The steps were also retraced as blood and water issued from his riven side. For blood and water issues when sinful men are born, as our mothers suffer Eden’s curse of pain in childbearing. Instead of a birth, this blood and water from the side of our Blessed Lord is at His death. Blood is what came out of righteous Abel as he lay dying at the hand of His angry brother. Water became the instrument of death of everyone in the world, except for eight righteous people, at the hands of a righteously angry God. But on this Good Friday, this blood and water from the body of Christ are physical manifestations of death. And by this death, we have life. For in baptismal water, we partake our Lord’s death so that we might have life. In the blood of the New Testament, we proclaim the Lord’s death for our redemption as we drink this blood and eat the Body of Christ for the forgiveness of sins. The water and the blood have become manifestations of life.

Again, the steps have been retraced. Death has been undone and converted to life. The lost have been found.

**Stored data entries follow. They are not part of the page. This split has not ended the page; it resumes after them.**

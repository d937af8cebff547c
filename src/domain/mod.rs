//! Core domain types and trait boundaries

pub mod ports;

pub use ports::{
    DeviceDescription, DeviceKind, DevicePath, ElementRef, ExecutionContext, PoolDescription,
    StorageBackend, StorageBackendRef,
};
//! Storage configuration operations

pub mod config_service;

pub use config_service::{
    CreateOrModifyElementFromElementsRequest, CreateOrModifyElementFromStoragePoolRequest,
    CreateOrModifyLvRequest, CreateOrModifyRaidRequest, CreateOrModifyStoragePoolRequest,
    CreateOrModifyVgRequest, DeleteRaidRequest, DeleteStoragePoolRequest, DeleteVgRequest,
    MethodReturn, ReturnCode, StorageConfigurationService, ELEMENT_TYPE_STORAGE_EXTENT,
};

The broken have been restored.

Finally, our Blessed Lord is laid in a tomb, the most unnatural place in all of creation. The tomb is a location of death, of decay, of sadness. But we can see where this great divine retracing of steps is headed.

For just as the cross, a symbol of pain and death, is today a symbol of renewal and life, the tomb will likewise be transformed after our Lord spends His Sabbath rest in victory over the serpent, having not only retraced our steps, but having stepped upon the head of the devil, finding the lost, and drawing life out of death.

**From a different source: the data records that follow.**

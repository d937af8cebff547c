//! Redundancy Profiles
//!
//! A `RedundancyProfile` describes the fault-tolerance characteristics a
//! device (or a combination of devices) actually provides: how many copies
//! of the data exist, how many member devices may fail without data loss,
//! how wide the stripe is, and how parity is laid out.
//!
//! `combine` is the pure model of what a set of devices yields when put
//! together linearly or under a RAID level. It has no I/O and no failure
//! mode other than programmer error.

use super::resolver::RaidLevel;
use serde::{Deserialize, Serialize};

// =============================================================================
// Parity Layout
// =============================================================================

/// Placement of parity blocks within a parity-based scheme.
///
/// The discriminants are part of the wire contract and must not change.
#[derive(Debug, Clone, Copy, PartialEq, Eq, Hash, Serialize, Deserialize)]
#[serde(rename_all = "lowercase")]
#[repr(u16)]
pub enum ParityLayout {
    /// Parity concentrated on dedicated devices (RAID4 style)
    NonRotated = 1,
    /// Parity distributed across all member devices (RAID5/6 style)
    Rotated = 2,
}

impl std::fmt::Display for ParityLayout {
    fn fmt(&self, f: &mut std::fmt::Formatter<'_>) -> std::fmt::Result {
        match self {
            ParityLayout::NonRotated => write!(f, "non-rotated"),
            ParityLayout::Rotated => write!(f, "rotated"),
        }
    }
}

// =============================================================================
// Redundancy Profile
// =============================================================================

/// Fault-tolerance characteristics of a device or device combination.
///
/// Immutable once computed; cheap to copy.
#[derive(Debug, Clone, Copy, PartialEq, Eq, Serialize, Deserialize)]
pub struct RedundancyProfile {
    /// Number of complete copies of the data
    pub data_redundancy: u16,
    /// Number of member devices that may fail without losing data
    pub package_redundancy: u16,
    /// Number of members user data is striped across
    pub stripe_length: u16,
    /// Whether the combination survives any single device failure
    pub no_single_point_of_failure: bool,
    /// Parity placement, if the scheme uses parity at all
    pub parity_layout: Option<ParityLayout>,
}

impl Default for RedundancyProfile {
    /// Profile of a plain device with no redundancy of its own
    fn default() -> Self {
        Self {
            data_redundancy: 1,
            package_redundancy: 1,
            stripe_length: 1,
            no_single_point_of_failure: false,
            parity_layout: None,
        }
    }
}

impl RedundancyProfile {
    /// Combined profile of `profiles` under the given redundancy scheme.
    ///
    /// `None` means no added redundancy: plain concatenation, where only
    /// the weakest characteristics of the inputs survive.
    ///
    /// # Panics
    ///
    /// Panics when `profiles` is empty; resolving redundancy against an
    /// empty device set is an engine bug, not a user-input problem.
    pub fn combine(profiles: &[RedundancyProfile], level: Option<RaidLevel>) -> RedundancyProfile {
        assert!(
            !profiles.is_empty(),
            "cannot combine an empty set of redundancy profiles"
        );

        match level {
            None => Self::combine_linear(profiles),
            Some(RaidLevel::Raid0) => Self::combine_raid0(profiles),
            Some(RaidLevel::Raid1) => Self::combine_raid1(profiles),
            Some(RaidLevel::Raid4) => Self::combine_parity(profiles, 1, ParityLayout::NonRotated),
            Some(RaidLevel::Raid5) => Self::combine_parity(profiles, 1, ParityLayout::Rotated),
            Some(RaidLevel::Raid6) => Self::combine_parity(profiles, 2, ParityLayout::Rotated),
            Some(RaidLevel::Raid10) => Self::combine_raid10(profiles),
        }
    }

    /// Concatenation: data lives on exactly one member, so the worst
    /// member bounds every characteristic.
    fn combine_linear(profiles: &[RedundancyProfile]) -> RedundancyProfile {
        RedundancyProfile {
            data_redundancy: Self::min_data(profiles),
            package_redundancy: Self::min_package(profiles),
            stripe_length: profiles.iter().map(|p| p.stripe_length).min().unwrap_or(1),
            no_single_point_of_failure: profiles.iter().all(|p| p.no_single_point_of_failure),
            parity_layout: Self::common_parity(profiles),
        }
    }

    fn combine_raid0(profiles: &[RedundancyProfile]) -> RedundancyProfile {
        RedundancyProfile {
            data_redundancy: Self::min_data(profiles),
            package_redundancy: Self::min_package(profiles),
            stripe_length: Self::sum_stripes(profiles),
            no_single_point_of_failure: false,
            parity_layout: None,
        }
    }

    fn combine_raid1(profiles: &[RedundancyProfile]) -> RedundancyProfile {
        let members = profiles.len() as u16;
        RedundancyProfile {
            data_redundancy: profiles
                .iter()
                .map(|p| p.data_redundancy)
                .fold(0u16, u16::saturating_add),
            package_redundancy: Self::min_package(profiles).saturating_add(members - 1),
            stripe_length: profiles.iter().map(|p| p.stripe_length).min().unwrap_or(1),
            no_single_point_of_failure: true,
            parity_layout: None,
        }
    }

    /// RAID4/5/6: `parity_members` stripes worth of capacity hold parity
    /// instead of data, and the same number of failures is tolerated.
    fn combine_parity(
        profiles: &[RedundancyProfile],
        parity_members: u16,
        layout: ParityLayout,
    ) -> RedundancyProfile {
        RedundancyProfile {
            data_redundancy: Self::min_data(profiles),
            package_redundancy: Self::min_package(profiles).saturating_add(parity_members),
            stripe_length: Self::sum_stripes(profiles).saturating_sub(parity_members),
            no_single_point_of_failure: true,
            parity_layout: Some(layout),
        }
    }

    /// RAID10: mirrored pairs, striped together.
    fn combine_raid10(profiles: &[RedundancyProfile]) -> RedundancyProfile {
        RedundancyProfile {
            data_redundancy: Self::min_data(profiles).saturating_mul(2),
            package_redundancy: Self::min_package(profiles).saturating_add(1),
            stripe_length: Self::sum_stripes(profiles) / 2,
            no_single_point_of_failure: true,
            parity_layout: None,
        }
    }

    fn min_data(profiles: &[RedundancyProfile]) -> u16 {
        profiles.iter().map(|p| p.data_redundancy).min().unwrap_or(1)
    }

    fn min_package(profiles: &[RedundancyProfile]) -> u16 {
        profiles
            .iter()
            .map(|p| p.package_redundancy)
            .min()
            .unwrap_or(1)
    }

    fn sum_stripes(profiles: &[RedundancyProfile]) -> u16 {
        profiles
            .iter()
            .map(|p| p.stripe_length)
            .fold(0u16, u16::saturating_add)
    }

    /// Parity layout shared by every input, if any
    fn common_parity(profiles: &[RedundancyProfile]) -> Option<ParityLayout> {
        let first = profiles[0].parity_layout?;
        if profiles.iter().all(|p| p.parity_layout == Some(first)) {
            Some(first)
        } else {
            None
        }
    }
}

In our sinfulness, we lost everything. We lost our perfect existence, our eternal health, our unchallenged position of dominion over the world. Worst of all, we lost the communion we had with our Creator. And yet, Good Friday saw all of that undone. In Jesus Christ, creation once more has a perfect Man, an eternal Man, One with an unchallenged position of dominion over all things. And through that one Man, we again have communion with our Creator.

The steps have been retraced. The lost have been found. The loving Father has repaired the damage of His children. And as good as this day is, the best is yet to come. Amen.

In the name of the Father and of the + Son and of the Holy Spirit.” Amen.